Too Much Happiness
Is there such a thing as TOO MUCH Happiness and is it a Good Thing? Does being too happy hurt growth of other emotions?
Too Much Happiness
Is there such a thing as TOO MUCH Happiness and is it a Good THING?
Internet searches for positive emotions and behaviors are increasing. It is not sure why, even to the people at Google Trend, but what they do know is people are searching for what's good in humanity.
There is rising interest by people to read information on emotions and behaviors like love, empathy, and gratitude.
Let’s start with the King and Queen of positive emotions,
Happiness and Gratitude.
In recent years, we’ve seen an explosion of scientific research revealing precisely how positive feelings like happiness are good for us. We know that they motivate us to pursue important goals and overcome obstacles, protect us from some effects of stress, connect us closely with other people, and even stave off physical and mental ailments.

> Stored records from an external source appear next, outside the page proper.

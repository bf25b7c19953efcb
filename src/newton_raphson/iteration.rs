// Newton-Raphson root finding for a single starting point
//
// z(n+1) = z(n) - f(z(n)) / f'(z(n)) until successive iterates are
// closer than the tolerance or the iteration budget runs out.

use num::complex::Complex;

use crate::newton_raphson::polynomial::ComplexPolynomial;

#[derive(Clone, Copy, Debug, PartialEq, Eq)]
pub enum IterationStatus {
    Converged,
    // f'(z) was exactly zero at some step
    ZeroDerivative,
    MaxIterationsExceeded
}

// Outcome of iterating from one starting point
#[derive(Clone, Copy, Debug, PartialEq)]
pub struct Iteration {
    pub point : Complex<f64>,
    pub iterations : usize,
    pub status : IterationStatus
}

impl Iteration {
    pub fn root(&self) -> Option<Complex<f64>> {
        match self.status {
            IterationStatus::Converged => Some(self.point),
            _ => None
        }
    }
}

pub struct NewtonIterator {
    polynomial : ComplexPolynomial,
    differential : ComplexPolynomial,
    max_iterations : usize,
    tolerance : f64
}

impl NewtonIterator {
    pub fn new(polynomial : &ComplexPolynomial, max_iterations : usize, tolerance : f64) -> NewtonIterator {
        NewtonIterator {
            polynomial : polynomial.clone(),
            differential : polynomial.differentiate(),
            max_iterations,
            tolerance
        }
    }

    pub fn polynomial(&self) -> &ComplexPolynomial {
        &self.polynomial
    }

    pub fn differential(&self) -> &ComplexPolynomial {
        &self.differential
    }

    pub fn converge(&self, initial : Complex<f64>) -> Iteration {
        let mut z = initial;
        for i in 0..self.max_iterations {
            let eval = self.polynomial.evaluate(z);
            let diff = self.differential.evaluate(z);
            if diff.re == 0.0 && diff.im == 0.0 {
                return Iteration {
                    point : z,
                    iterations : i + 1,
                    status : IterationStatus::ZeroDerivative
                };
            }
            let next = z - (eval / diff);
            if (next - z).norm() < self.tolerance {
                return Iteration {
                    point : next,
                    iterations : i + 1,
                    status : IterationStatus::Converged
                };
            }
            z = next;
        }
        Iteration {
            point : z,
            iterations : self.max_iterations,
            status : IterationStatus::MaxIterationsExceeded
        }
    }
}

#[cfg(test)]
mod tests {
    use super::*;

    fn c(re : f64, im : f64) -> Complex<f64> {
        Complex::new(re, im)
    }

    fn cube_minus_one() -> ComplexPolynomial {
        ComplexPolynomial::new(&[c(-1.0, 0.0), c(0.0, 0.0), c(0.0, 0.0), c(1.0, 0.0)])
    }

    #[test]
    fn test_cube_roots_of_unity() {
        let newton = NewtonIterator::new(&cube_minus_one(), 20, 1.0e-10);
        let result = newton.converge(c(1.0, 1.0));
        assert_eq!(result.status, IterationStatus::Converged);
        let root = result.root().unwrap();
        assert!(newton.polynomial().evaluate(root).norm() < 1e-8);
        let half_sqrt3 = 3.0_f64.sqrt() / 2.0;
        let unity = [c(1.0, 0.0), c(-0.5, half_sqrt3), c(-0.5, -half_sqrt3)];
        assert!(unity.iter().any(|u| (*u - root).norm() < 1e-10));
        assert!(result.iterations >= 1 && result.iterations <= 20);
    }

    #[test]
    fn test_zero_derivative_at_first_step() {
        // f(z) = z^3 - 1 has f'(0) = 0
        let newton = NewtonIterator::new(&cube_minus_one(), 20, 1.0e-10);
        let result = newton.converge(c(0.0, 0.0));
        assert_eq!(result.status, IterationStatus::ZeroDerivative);
        assert_eq!(result.iterations, 1);
        assert_eq!(result.root(), None);
    }

    #[test]
    fn test_constant_has_zero_derivative() {
        let newton = NewtonIterator::new(&ComplexPolynomial::new(&[c(2.0, 1.0)]), 20, 1.0e-10);
        let result = newton.converge(c(3.0, -4.0));
        assert_eq!(result.status, IterationStatus::ZeroDerivative);
        assert_eq!(result.iterations, 1);
    }

    #[test]
    fn test_max_iterations_exceeded() {
        // Newton on z^2 + 1 from a real start never leaves the real axis
        let p = ComplexPolynomial::new(&[c(1.0, 0.0), c(0.0, 0.0), c(1.0, 0.0)]);
        let newton = NewtonIterator::new(&p, 20, 1.0e-10);
        let result = newton.converge(c(0.5, 0.0));
        assert_eq!(result.status, IterationStatus::MaxIterationsExceeded);
        assert_eq!(result.iterations, 20);
        assert_eq!(result.root(), None);
    }

    #[test]
    fn test_calls_are_independent() {
        let newton = NewtonIterator::new(&cube_minus_one(), 20, 1.0e-10);
        let first = newton.converge(c(1.0, 1.0));
        let _ = newton.converge(c(0.0, 0.0));
        let again = newton.converge(c(1.0, 1.0));
        assert_eq!(first, again);
    }

    #[test]
    fn test_looser_tolerance_converges_sooner() {
        let strict = NewtonIterator::new(&cube_minus_one(), 20, 1.0e-10);
        let loose = NewtonIterator::new(&cube_minus_one(), 20, 1.0e-2);
        let start = c(2.0, 2.0);
        assert!(loose.converge(start).iterations < strict.converge(start).iterations);
    }
}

- But is happiness always good?
- Can feeling too good ever be bad?
Researchers are starting to seriously explore these questions, with good reason: By recognizing the potential pitfalls of happiness, we enable ourselves to understand it more deeply and we learn to better promote healthier and more balanced lives.
A study at Berkeley, where I myself studied The Science of Happiness; shows these reasons why happiness may not be so good in large doses.
My Grandson full of Goodness
The market demand for human goodness is growing. More and more people are actively trying to figure out how to be happier and more connected to other human beings. Research indicates that being happier is being appreciative of more, practicing GRATITUDE.
Robert Emmons, one of the world’s leading scientific experts on gratitude; suggests there are two key components to Gratitude.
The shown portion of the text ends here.